One of their marinades was based on Pilsner, a pale lager. A second was based on a black beer (type unstated). Since black beers have more melanoidins than light beers—as the name suggests, they give it colour—Dr Ferreira’s hypothesis was that steaks steeped in the black-beer marinade would form fewer PAHs than those steeped in the light-beer marinade, which would, in turn, form fewer than control steaks left unmarinated.

And so it proved. When cooked, unmarinated steaks had an average of 21 nanograms (billionths of a gram) of PAHs per gram of grilled meat. Those marinated in Pilsner averaged 18 nanograms. Those marinated in black beer averaged only 10 nanograms. Tasty and healthy too, then. Just what the doctor ordered.

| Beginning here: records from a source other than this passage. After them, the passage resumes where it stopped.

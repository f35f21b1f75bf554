use std::time::Duration;

use anyhow::{anyhow, bail, Context, Result};
use async_trait::async_trait;
use reqwest::Client;
use secrecy::{ExposeSecret, SecretString};
use serde::{Deserialize, Serialize};
use serde_json::json;

use comanda_agent::llm::LlmClient;
use comanda_core::config::{LlmConfig, LlmProvider};

const ANTHROPIC_VERSION: &str = "2023-06-01";
const MAX_TOKENS: u32 = 512;

/// Completion client for the configured provider.
///
/// Only the raw completion text is returned; parsing it into an intent guess
/// belongs to the classifier.
pub struct HttpLlmClient {
    client: Client,
    provider: LlmProvider,
    endpoint: String,
    model: String,
    api_key: Option<SecretString>,
}

impl HttpLlmClient {
    pub fn from_config(config: &LlmConfig) -> Result<Self> {
        let client = Client::builder()
            .timeout(Duration::from_secs(config.timeout_secs.max(1)))
            .build()
            .context("failed to build llm http client")?;
        let base_url = config
            .base_url
            .clone()
            .unwrap_or_else(|| default_base_url(config.provider).to_string());
        let base_url = base_url.trim_end_matches('/');
        let endpoint = match config.provider {
            LlmProvider::OpenAi => format!("{base_url}/v1/chat/completions"),
            LlmProvider::Anthropic => format!("{base_url}/v1/messages"),
            LlmProvider::Ollama => format!("{base_url}/api/generate"),
        };

        Ok(Self {
            client,
            provider: config.provider,
            endpoint,
            model: config.model.clone(),
            api_key: config.api_key.clone(),
        })
    }

    fn body(&self, prompt: &str) -> serde_json::Value {
        match self.provider {
            LlmProvider::OpenAi => json!({
                "model": self.model,
                "temperature": 0,
                "messages": [ChatMessage { role: "user", content: prompt }],
            }),
            LlmProvider::Anthropic => json!({
                "model": self.model,
                "max_tokens": MAX_TOKENS,
                "messages": [ChatMessage { role: "user", content: prompt }],
            }),
            LlmProvider::Ollama => json!({
                "model": self.model,
                "prompt": prompt,
                "stream": false,
            }),
        }
    }
}

fn default_base_url(provider: LlmProvider) -> &'static str {
    match provider {
        LlmProvider::OpenAi => "https://api.openai.com",
        LlmProvider::Anthropic => "https://api.anthropic.com",
        LlmProvider::Ollama => "http://localhost:11434",
    }
}

#[derive(Serialize)]
struct ChatMessage<'a> {
    role: &'a str,
    content: &'a str,
}

#[derive(Deserialize)]
struct OpenAiResponse {
    choices: Vec<OpenAiChoice>,
}

#[derive(Deserialize)]
struct OpenAiChoice {
    message: OpenAiMessage,
}

#[derive(Deserialize)]
struct OpenAiMessage {
    content: String,
}

#[derive(Deserialize)]
struct AnthropicResponse {
    content: Vec<AnthropicBlock>,
}

#[derive(Deserialize)]
struct AnthropicBlock {
    #[serde(default)]
    text: Option<String>,
}

#[derive(Deserialize)]
struct OllamaResponse {
    response: String,
}

#[async_trait]
impl LlmClient for HttpLlmClient {
    async fn complete(&self, prompt: &str) -> Result<String> {
        let mut request = self.client.post(&self.endpoint).json(&self.body(prompt));
        if let Some(key) = &self.api_key {
            request = match self.provider {
                LlmProvider::Anthropic => request
                    .header("x-api-key", key.expose_secret())
                    .header("anthropic-version", ANTHROPIC_VERSION),
                LlmProvider::OpenAi | LlmProvider::Ollama => {
                    request.bearer_auth(key.expose_secret())
                }
            };
        }

        let response = request
            .send()
            .await
            .with_context(|| format!("{} request failed", self.provider.as_str()))?;
        let status = response.status();
        if !status.is_success() {
            bail!("{} returned HTTP {status}", self.provider.as_str());
        }

        match self.provider {
            LlmProvider::OpenAi => {
                let parsed: OpenAiResponse = response.json().await.context("invalid openai response")?;
                parsed
                    .choices
                    .into_iter()
                    .next()
                    .map(|choice| choice.message.content)
                    .ok_or_else(|| anyhow!("openai response carried no choices"))
            }
            LlmProvider::Anthropic => {
                let parsed: AnthropicResponse =
                    response.json().await.context("invalid anthropic response")?;
                let text =
                    parsed.content.into_iter().filter_map(|block| block.text).collect::<String>();
                if text.is_empty() {
                    bail!("anthropic response carried no text");
                }
                Ok(text)
            }
            LlmProvider::Ollama => {
                let parsed: OllamaResponse = response.json().await.context("invalid ollama response")?;
                Ok(parsed.response)
            }
        }
    }
}

#[cfg(test)]
mod tests {
    use axum::{http::HeaderMap, http::StatusCode, routing::post, Json, Router};
    use secrecy::SecretString;
    use serde_json::{json, Value};

    use comanda_agent::llm::LlmClient;
    use comanda_core::config::{AppConfig, LlmConfig, LlmProvider};

    use super::HttpLlmClient;

    async fn serve(router: Router) -> String {
        let listener = tokio::net::TcpListener::bind("127.0.0.1:0").await.expect("bind stub");
        let address = listener.local_addr().expect("stub address");
        tokio::spawn(async move {
            axum::serve(listener, router).await.expect("stub server");
        });
        format!("http://{address}")
    }

    fn config(provider: LlmProvider, base_url: String) -> LlmConfig {
        let mut config = AppConfig::default().llm;
        config.enabled = true;
        config.provider = provider;
        config.api_key = Some(SecretString::from("sk-test".to_string()));
        config.base_url = Some(base_url);
        config.model = "test-model".to_string();
        config
    }

    #[tokio::test]
    async fn openai_completion_is_read_from_the_first_choice() {
        async fn completions(
            headers: HeaderMap,
            Json(body): Json<Value>,
        ) -> (StatusCode, Json<Value>) {
            let authorized = headers
                .get("authorization")
                .and_then(|value| value.to_str().ok())
                .is_some_and(|value| value == "Bearer sk-test");
            if !authorized || body["model"] != "test-model" {
                return (StatusCode::UNAUTHORIZED, Json(json!({})));
            }
            (
                StatusCode::OK,
                Json(json!({ "choices": [{ "message": { "content": "{\"intent\":\"help\"}" } }] })),
            )
        }

        let base_url = serve(Router::new().route("/v1/chat/completions", post(completions))).await;
        let client = HttpLlmClient::from_config(&config(LlmProvider::OpenAi, base_url)).expect("client");

        let reply = client.complete("oi").await.expect("completion");
        assert_eq!(reply, "{\"intent\":\"help\"}");
    }

    #[tokio::test]
    async fn anthropic_uses_its_own_headers_and_text_blocks() {
        async fn messages(headers: HeaderMap) -> (StatusCode, Json<Value>) {
            let keyed = headers.get("x-api-key").is_some_and(|value| value == "sk-test");
            let versioned = headers.get("anthropic-version").is_some();
            if !(keyed && versioned) {
                return (StatusCode::UNAUTHORIZED, Json(json!({})));
            }
            (StatusCode::OK, Json(json!({ "content": [{ "type": "text", "text": "ok" }] })))
        }

        let base_url = serve(Router::new().route("/v1/messages", post(messages))).await;
        let client =
            HttpLlmClient::from_config(&config(LlmProvider::Anthropic, base_url)).expect("client");

        assert_eq!(client.complete("oi").await.expect("completion"), "ok");
    }

    #[tokio::test]
    async fn provider_errors_surface_as_failures() {
        let router = Router::new().route(
            "/api/generate",
            post(|| async { (StatusCode::SERVICE_UNAVAILABLE, "loading model") }),
        );
        let base_url = serve(router).await;
        let client = HttpLlmClient::from_config(&config(LlmProvider::Ollama, base_url)).expect("client");

        let error = client.complete("oi").await.expect_err("provider down");
        assert!(error.to_string().contains("ollama"));
    }
}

Next time I'm at Morton's, I'll expect to see the porter-marinated Porterhouse on the menu.

Four centuries ago today

It's not a big anniversary, but it still bears mentioning. On 5 April 1614, John Rolfe married Pocahontas in Virginia Colony.

It's difficult to imagine what her life was like, what were the circumstances of her marriage beyond official records, or how she dealt with London. To me, the story has always sounded a bit non-consensual. But the world of 1614 was so alien from our own world, even in England and America, it's likely no one had even an analog to our modern notion of "consent."

Still, it's an interesting anniversary.